Le manque d’oxygène commence aussi à se faire ressentir. D’abord un petit mal de tête, qui s’intensifie, puis des nausées… heureusement ça s’arrête là pour moi. Pour certains, la dernière étape, des vomissements, annoncent un coma imminent et l’évacuation vers des altitudes basses est obligatoire. On redescend petit à petit vers Leh à 3500m où je prends une journée de repos pour m’acclimater. J’en profites pour découvrir la forte culture tibétaine présente ici en visitant les divers marchés et boutiques de réfugiés. Je visite aussi les hauteurs de la ville qui donnent une belle vue sur les montagnes environnantes. L’acclimatation se fait en douceur et je suis prêt pour ma dernière étape en auto-stop : le Cachemire !
Samedi 26 Août 2017,
De Leh, je décide de rejoindre Srinagar, la capitale du Cachemire. Je prends la décision que cette étape sera la dernière de mon voyage en stop. Après ça je prendrai le bus pour aller jusqu’à Delhi avec une petite étape à Dharamsala.
Je me dirige donc vers la sortie de la ville, où une première voiture me dépose à un petit village un peu plus loin. De là, je marche une bonne heure avant qu’une voiture ne s’arrête. C’est Rajat, un jeune banquier d’affaires qui me prend dans le taxi qu’il vient de louer pour la journée. Il compte visiter certains coins de la région, et comme c’est sur mon trajet, il me propose de l’accompagner. Encore un service de luxe pour un vagabond en auto-stop ! Nous suivons d’abord le fleuve de l’indus qui offre des paysages magnifiques avant de visiter un temple bouddhiste du 11e siècle.
Sur la route, Mamet, le chauffeur, nous montre un endroit où Newton aurait perdu la raison.

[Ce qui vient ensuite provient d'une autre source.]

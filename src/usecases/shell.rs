use anyhow::Result;

use crate::{
    domain::{
        channel::ChannelId,
        chat_store::{ChatStore, DeleteScope, SendDraft},
        errors::ChatError,
        events::{AppEvent, ShellCommand},
        message::MessageId,
        shell_state::{Panel, ShellState},
    },
    realtime::{
        event_mapping::{apply_push_event, PushEffect},
        subscription_manager::SubscriptionManager,
    },
};

use super::{
    contracts::{ChatBackend, Clock, IdentitySource, PushSource, ShellOrchestrator},
    delete_message::delete_message,
    edit_message::edit_message,
    list_channels::refresh_channels,
    presence::flush_typing,
    react_to_message::toggle_reaction,
    search_messages::search_messages,
    select_channel::{mark_channel_seen, open_channel},
    send_message::{forward_message, send_message},
    session::{end_session, start_session},
};

const SHELL_COMMAND_REJECTED: &str = "SHELL_COMMAND_REJECTED";

/// Drives the chat store from console events: commands run the matching
/// workflow, ticks apply pushed changes and age typing state.
pub struct DefaultShellOrchestrator<B, C>
where
    B: ChatBackend + PushSource + IdentitySource,
    C: Clock,
{
    state: ShellState,
    store: ChatStore,
    backend: B,
    clock: C,
    subscriptions: SubscriptionManager,
    realtime: bool,
}

impl<B, C> DefaultShellOrchestrator<B, C>
where
    B: ChatBackend + PushSource + IdentitySource,
    C: Clock,
{
    pub fn new(store: ChatStore, backend: B, clock: C, realtime: bool) -> Self {
        Self {
            state: ShellState::default(),
            store,
            backend,
            clock,
            subscriptions: SubscriptionManager::default(),
            realtime,
        }
    }

    pub fn backend(&self) -> &B {
        &self.backend
    }

    pub fn subscriptions(&self) -> &SubscriptionManager {
        &self.subscriptions
    }

    /// Signs in as the backend's current identity and opens the session.
    pub fn start(&mut self) -> Result<(), ChatError> {
        let push: Option<&dyn PushSource> = if self.realtime {
            Some(&self.backend)
        } else {
            None
        };

        start_session(
            &mut self.store,
            &self.backend,
            &self.backend,
            push,
            &mut self.subscriptions,
            self.clock.now(),
        )
    }

    /// Applies queued push events. The open channel is marked read as new
    /// messages land in it.
    fn pump_push(&mut self) -> usize {
        let events = self.subscriptions.drain();
        let applied = events.len();
        let now = self.clock.now();

        for event in events {
            match apply_push_event(&mut self.store, event, now) {
                PushEffect::Ignored => {}
                PushEffect::Message { channel_id } => {
                    if self.store.selected_channel_id() == Some(channel_id.as_str()) {
                        mark_channel_seen(&mut self.store, &self.backend, &channel_id);
                    }
                    self.state.request_redraw();
                }
                PushEffect::Presence { .. } | PushEffect::Typing { .. } => {
                    self.state.request_redraw();
                }
            }
        }

        applied
    }

    fn on_tick(&mut self) {
        self.pump_push();

        let now = self.clock.now();
        let indicator_before = self.open_typing_indicator();
        self.store.tick(now);
        flush_typing(&mut self.store, &self.backend, now);
        if self.open_typing_indicator() != indicator_before {
            self.state.request_redraw();
        }
    }

    fn open_typing_indicator(&self) -> Option<String> {
        self.store
            .selected_channel_id()
            .and_then(|channel_id| self.store.typing_indicator(channel_id))
    }

    fn run_command(&mut self, command: ShellCommand) {
        let now = self.clock.now();
        let result = match command {
            ShellCommand::Send(text) => {
                let draft = SendDraft::text(self.store.selected_channel_id(), text);
                send_message(&mut self.store, &self.backend, draft, now).map(|_| ())
            }
            ShellCommand::Typing => match self.store.selected_channel_id().map(str::to_owned) {
                Some(channel_id) => {
                    self.store.note_input(&channel_id, now);
                    flush_typing(&mut self.store, &self.backend, now);
                    Ok(())
                }
                None => Err(ChatError::NoChannelSelected),
            },
            ShellCommand::ListChannels => {
                self.store.set_channel_filter("");
                self.state.set_panel(Panel::Channels);
                refresh_channels(&mut self.store, &self.backend).map(|_| ())
            }
            ShellCommand::Filter(query) => {
                self.store.set_channel_filter(&query);
                self.state.set_panel(Panel::Channels);
                Ok(())
            }
            ShellCommand::Open(target) => self.open(&target),
            ShellCommand::Reply(position) => self.message_at(position).map(|message_id| {
                self.store.set_replying_to(Some(message_id));
            }),
            ShellCommand::CancelReply => {
                self.store.set_replying_to(None);
                self.store.clear_selected_messages();
                Ok(())
            }
            ShellCommand::Edit { position, content } => self.message_at(position).and_then(|message_id| {
                edit_message(&mut self.store, &self.backend, &message_id, &content, now)
            }),
            ShellCommand::Delete {
                position,
                for_everyone,
            } => self.message_at(position).and_then(|message_id| {
                let scope = if for_everyone {
                    DeleteScope::ForEveryone
                } else {
                    DeleteScope::ForSender
                };
                delete_message(&mut self.store, &self.backend, &message_id, scope)
            }),
            ShellCommand::React { position, emoji } => self.message_at(position).and_then(|message_id| {
                toggle_reaction(&mut self.store, &self.backend, &message_id, &emoji)
            }),
            ShellCommand::Select(position) => self.message_at(position).map(|message_id| {
                self.store.toggle_message_selection(message_id);
                self.state.push_notice(format!(
                    "{} message(s) selected.",
                    self.store.selected_messages().len()
                ));
            }),
            ShellCommand::Forward { position, targets } => self.forward(position, &targets),
            ShellCommand::Search(query) => {
                search_messages(&self.store, &self.backend, &query).map(|results| {
                    self.state.set_panel(Panel::Search { query, results });
                })
            }
            ShellCommand::Help => {
                self.state.set_panel(Panel::Help);
                Ok(())
            }
            ShellCommand::Unknown(input) => {
                self.state
                    .push_notice(format!("Unknown command: {input}. Type /help for the list."));
                Ok(())
            }
        };

        if let Err(error) = result {
            tracing::debug!(code = SHELL_COMMAND_REJECTED, error = %error, "command rejected");
            // Write failures already surface through the store's error line.
            if error.is_validation() {
                self.state.push_notice(error.to_string());
            }
        }
        self.state.request_redraw();
    }

    fn open(&mut self, target: &str) -> Result<(), ChatError> {
        let channel_id = resolve_channel(&self.store, target)
            .ok_or_else(|| ChatError::ChannelNotFound(target.to_owned()))?;
        self.store.clear_error();
        open_channel(&mut self.store, &self.backend, &channel_id)?;
        self.state.set_panel(Panel::Conversation);
        Ok(())
    }

    fn forward(&mut self, position: Option<usize>, targets: &[String]) -> Result<(), ChatError> {
        let message_ids = match position {
            Some(position) => vec![self.message_at(position)?],
            None => {
                let channel_id = self
                    .store
                    .selected_channel_id()
                    .ok_or(ChatError::NoChannelSelected)?;
                self.store.selected_in_channel(channel_id)
            }
        };
        if message_ids.is_empty() {
            return Err(ChatError::NothingSelected);
        }

        let mut resolved = Vec::with_capacity(targets.len());
        for target in targets {
            let channel_id = resolve_channel(&self.store, target)
                .ok_or_else(|| ChatError::ChannelNotFound(target.clone()))?;
            resolved.push(channel_id);
        }

        let now = self.clock.now();
        let mut delivered = 0;
        let mut complete = true;
        for message_id in &message_ids {
            let outcome =
                forward_message(&mut self.store, &self.backend, message_id, &resolved, now)?;
            delivered += outcome.delivered.len();
            complete &= outcome.is_complete();
        }
        if position.is_none() {
            self.store.clear_selected_messages();
        }

        let notice = match (message_ids.len(), complete) {
            (1, true) => format!("Forwarded to {delivered} channel(s)."),
            (count, true) => format!("Forwarded {count} messages to {} channel(s).", resolved.len()),
            (count, false) => format!(
                "Delivered {delivered} of {} forward(s).",
                count * resolved.len()
            ),
        };
        self.state.push_notice(notice);
        Ok(())
    }

    /// 1-based position among the open channel's visible messages.
    fn message_at(&self, position: usize) -> Result<MessageId, ChatError> {
        let channel_id = self
            .store
            .selected_channel_id()
            .ok_or(ChatError::NoChannelSelected)?;

        position
            .checked_sub(1)
            .and_then(|index| self.store.visible_messages(channel_id).get(index).copied())
            .map(|message| message.id.clone())
            .ok_or_else(|| ChatError::MessageNotFound(MessageId::new(format!("#{position}"))))
    }
}

/// Matches a channel by id, then by case-insensitive display name.
fn resolve_channel(store: &ChatStore, target: &str) -> Option<ChannelId> {
    let target = target.trim();
    let channels = store.directory().channels();

    if let Some(channel) = channels.iter().find(|channel| channel.id == target) {
        return Some(channel.id.clone());
    }

    let wanted = target.to_lowercase();
    channels
        .iter()
        .find(|channel| store.channel_name(channel).to_lowercase() == wanted)
        .or_else(|| {
            channels
                .iter()
                .find(|channel| store.channel_name(channel).to_lowercase().starts_with(&wanted))
        })
        .map(|channel| channel.id.clone())
}

impl<B, C> ShellOrchestrator for DefaultShellOrchestrator<B, C>
where
    B: ChatBackend + PushSource + IdentitySource,
    C: Clock,
{
    fn state(&self) -> &ShellState {
        &self.state
    }

    fn state_mut(&mut self) -> &mut ShellState {
        &mut self.state
    }

    fn store(&self) -> &ChatStore {
        &self.store
    }

    fn handle_event(&mut self, event: AppEvent) -> Result<()> {
        match event {
            AppEvent::Tick => self.on_tick(),
            AppEvent::QuitRequested => {
                end_session(
                    &mut self.store,
                    &self.backend,
                    &mut self.subscriptions,
                    self.clock.now(),
                );
                self.state.stop();
            }
            AppEvent::Command(command) => self.run_command(command),
        }

        Ok(())
    }
}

Sur une pente assez rude, il laisse la voiture avancer en coupant le contact. Au début elle accélère, puis elle ralentit pour au final s’arrêter au milieu de la pente. Ce phénomène s’explique par un champs magnétique qui se situe en dessous de la route.
Je quitte Rajat après le déjeuner pour poursuivre ma route jusqu’à Kargil, ville qui fût le théâtre des plus récents affrontements entre le Pakistan et l’Inde (1999). À partir de Kargil, je sens que je rentre dans un nouveau territoire, plus hostile. Les moines et les monastères laissent place aux militaires et aux casernes. La population change aussi. Les saris laissent place aux burqas et les imberbes aux barbus. Un de mes conducteurs me raconte les déplacements de masses de population : Il se souvient surtout du temps à attendre les bus et regrette les deux années d’école qu’il a perdu.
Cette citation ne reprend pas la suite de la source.